Möglich wurde die Verwandlung des ehemaligen Hallenbades zum Robinson-Theater durch eine Spende der Stuttgarter Klett-Stiftung. Mit dem Geld wurden Material und Scheinwerfer gekauft, alles andere entstand durch die Kinder und Jugendlichen selbst.

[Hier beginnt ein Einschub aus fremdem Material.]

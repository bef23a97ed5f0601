use axum::{Json, extract::State};
use prism_core::{AppError, ErrorResponse};
use prism_models::{ConfirmedCheater, FlaggedStudent};
use tracing::instrument;

use crate::middleware::auth::AuthSession;
use crate::modules::backend_failure;
use crate::modules::cheating::model::ConfirmedCheatersParams;
use crate::state::AppState;
use crate::validator::ValidatedQuery;

/// Students flagged by the signed-in instructor.
#[utoipa::path(
    get,
    path = "/api/flagged-students",
    responses(
        (status = 200, description = "Flagged students", body = Vec<FlaggedStudent>),
        (status = 303, description = "Session check redirect"),
        (status = 502, description = "Backend unavailable", body = ErrorResponse)
    ),
    security(("session_cookie" = [])),
    tag = "Cheating"
)]
#[instrument(skip_all, fields(professor = ?auth.user.professor_id))]
pub async fn list_flagged_students(
    State(state): State<AppState>,
    auth: AuthSession,
) -> Result<Json<Vec<FlaggedStudent>>, AppError> {
    let flagged = state
        .backend
        .flagged_students(&auth.session, auth.user.professor_id)
        .await
        .map_err(backend_failure)?;
    Ok(Json(flagged))
}

#[utoipa::path(
    get,
    path = "/api/confirmed-cheaters",
    params(ConfirmedCheatersParams),
    responses(
        (status = 200, description = "Confirmed cheaters", body = Vec<ConfirmedCheater>),
        (status = 400, description = "Invalid query parameters", body = ErrorResponse),
        (status = 303, description = "Session check redirect"),
        (status = 502, description = "Backend unavailable", body = ErrorResponse)
    ),
    security(("session_cookie" = [])),
    tag = "Cheating"
)]
#[instrument(skip_all, fields(assignment = ?params.assignment))]
pub async fn list_confirmed_cheaters(
    State(state): State<AppState>,
    auth: AuthSession,
    ValidatedQuery(params): ValidatedQuery<ConfirmedCheatersParams>,
) -> Result<Json<Vec<ConfirmedCheater>>, AppError> {
    let cheaters = state
        .backend
        .confirmed_cheaters(&auth.session, params.assignment)
        .await
        .map_err(backend_failure)?;
    Ok(Json(cheaters))
}
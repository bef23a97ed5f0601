//! Token storage between CLI runs.
//!
//! Tokens live in `<config dir>/prism/credentials.json` unless
//! `PRISM_CREDENTIALS` points elsewhere. On Unix the file is created with
//! mode `0600`.

use std::fs::{self, File, OpenOptions};
use std::io::Write;
use std::path::{Path, PathBuf};

use anyhow::{Context, Result, anyhow};
use chrono::{DateTime, Utc};
use prism_client::Tokens;
use serde::{Deserialize, Serialize};

#[derive(Debug, Clone, PartialEq, Eq, Serialize, Deserialize)]
pub struct Credentials {
    #[serde(default)]
    pub access: Option<String>,
    #[serde(default)]
    pub refresh: Option<String>,
    #[serde(default)]
    pub email: Option<String>,
    pub saved_at: DateTime<Utc>,
}

impl Credentials {
    pub fn new(tokens: Tokens, email: Option<String>) -> Self {
        Self {
            access: tokens.access,
            refresh: tokens.refresh,
            email,
            saved_at: Utc::now(),
        }
    }
}

#[derive(Debug, Clone)]
pub struct CredentialStore {
    path: PathBuf,
}

impl CredentialStore {
    pub fn new(path: impl Into<PathBuf>) -> Self {
        Self { path: path.into() }
    }

    /// Store at `PRISM_CREDENTIALS`, else under the user's config directory.
    pub fn from_env() -> Result<Self> {
        if let Ok(path) = std::env::var("PRISM_CREDENTIALS") {
            if !path.trim().is_empty() {
                return Ok(Self::new(path.trim()));
            }
        }

        let dir = dirs::config_dir().ok_or_else(|| anyhow!("no config directory for this user"))?;
        Ok(Self::new(dir.join("prism").join("credentials.json")))
    }

    pub fn path(&self) -> &Path {
        &self.path
    }

    /// `None` when nobody has logged in yet.
    pub fn load(&self) -> Result<Option<Credentials>> {
        let raw = match fs::read_to_string(&self.path) {
            Ok(raw) => raw,
            Err(e) if e.kind() == std::io::ErrorKind::NotFound => return Ok(None),
            Err(e) => {
                return Err(e).with_context(|| format!("reading {}", self.path.display()));
            }
        };

        let credentials = serde_json::from_str(&raw)
            .with_context(|| format!("corrupt credentials file {}", self.path.display()))?;
        Ok(Some(credentials))
    }

    pub fn save(&self, credentials: &Credentials) -> Result<()> {
        if let Some(parent) = self.path.parent() {
            fs::create_dir_all(parent)
                .with_context(|| format!("creating {}", parent.display()))?;
        }

        let json = serde_json::to_string_pretty(credentials)?;
        let mut file = open_private(&self.path)
            .with_context(|| format!("opening {}", self.path.display()))?;
        // A file left over from an older run keeps its mode on open.
        restrict_permissions(&self.path)?;
        file.write_all(json.as_bytes())
            .with_context(|| format!("writing {}", self.path.display()))?;
        tracing::debug!(path = %self.path.display(), "credentials saved");
        Ok(())
    }

    /// Removes the file. Missing files are fine.
    pub fn clear(&self) -> Result<()> {
        match fs::remove_file(&self.path) {
            Ok(()) => Ok(()),
            Err(e) if e.kind() == std::io::ErrorKind::NotFound => Ok(()),
            Err(e) => Err(e).with_context(|| format!("removing {}", self.path.display())),
        }
    }
}

#[cfg(unix)]
fn open_private(path: &Path) -> std::io::Result<File> {
    use std::os::unix::fs::OpenOptionsExt;
    OpenOptions::new()
        .write(true)
        .create(true)
        .truncate(true)
        .mode(0o600)
        .open(path)
}

#[cfg(not(unix))]
fn open_private(path: &Path) -> std::io::Result<File> {
    OpenOptions::new()
        .write(true)
        .create(true)
        .truncate(true)
        .open(path)
}

#[cfg(unix)]
fn restrict_permissions(path: &Path) -> Result<()> {
    use std::os::unix::fs::PermissionsExt;
    fs::set_permissions(path, fs::Permissions::from_mode(0o600))
        .with_context(|| format!("restricting {}", path.display()))
}

#[cfg(not(unix))]
fn restrict_permissions(_path: &Path) -> Result<()> {
    Ok(())
}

Das aktuelle Projekt auf dem Thurner
Rund um das Thurner Wirtshaus, das in den vergangenen Jahren renoviert und zu Gasthaus und Herberge ausgebaut wurde, soll nun timeout Thurner in St. Märgen weiter entwickelt werden zu einem Lebens-, Arbeits- und Bildungsort für Jung und Alt. Zusätzlich zum Robinson-Projekt und der sozialen Landwirtschaft mit den Alpakas sollen hier unter anderem entstehen:
• eine Grund- und Werkrealschule in freier Trägerschaft,
• handwerkliche Lehrwerkstätten mit Digitallabor,
• ein Waldkindergarten,
• der Natur- und Erlebnisbereich Curiositum,
• eine Backmanufaktur,
• eine Naturkäserei,
• ein Deli (Spezialitätenladen mit Imbiss),
• ein Familienberatungszentrum sowie
• eine Akademie für intergenerative Betreuung, Pädagogik und Lebenspraxis.
Und seit wenigen Tagen gibt es jetzt schön eingerichtete 17 Doppel- und Einzelzimmer sowie eine Ferienwohnung.
Unser Bild von Matthias Reinbold zeigt einen Blick in ein Einzelzimmer.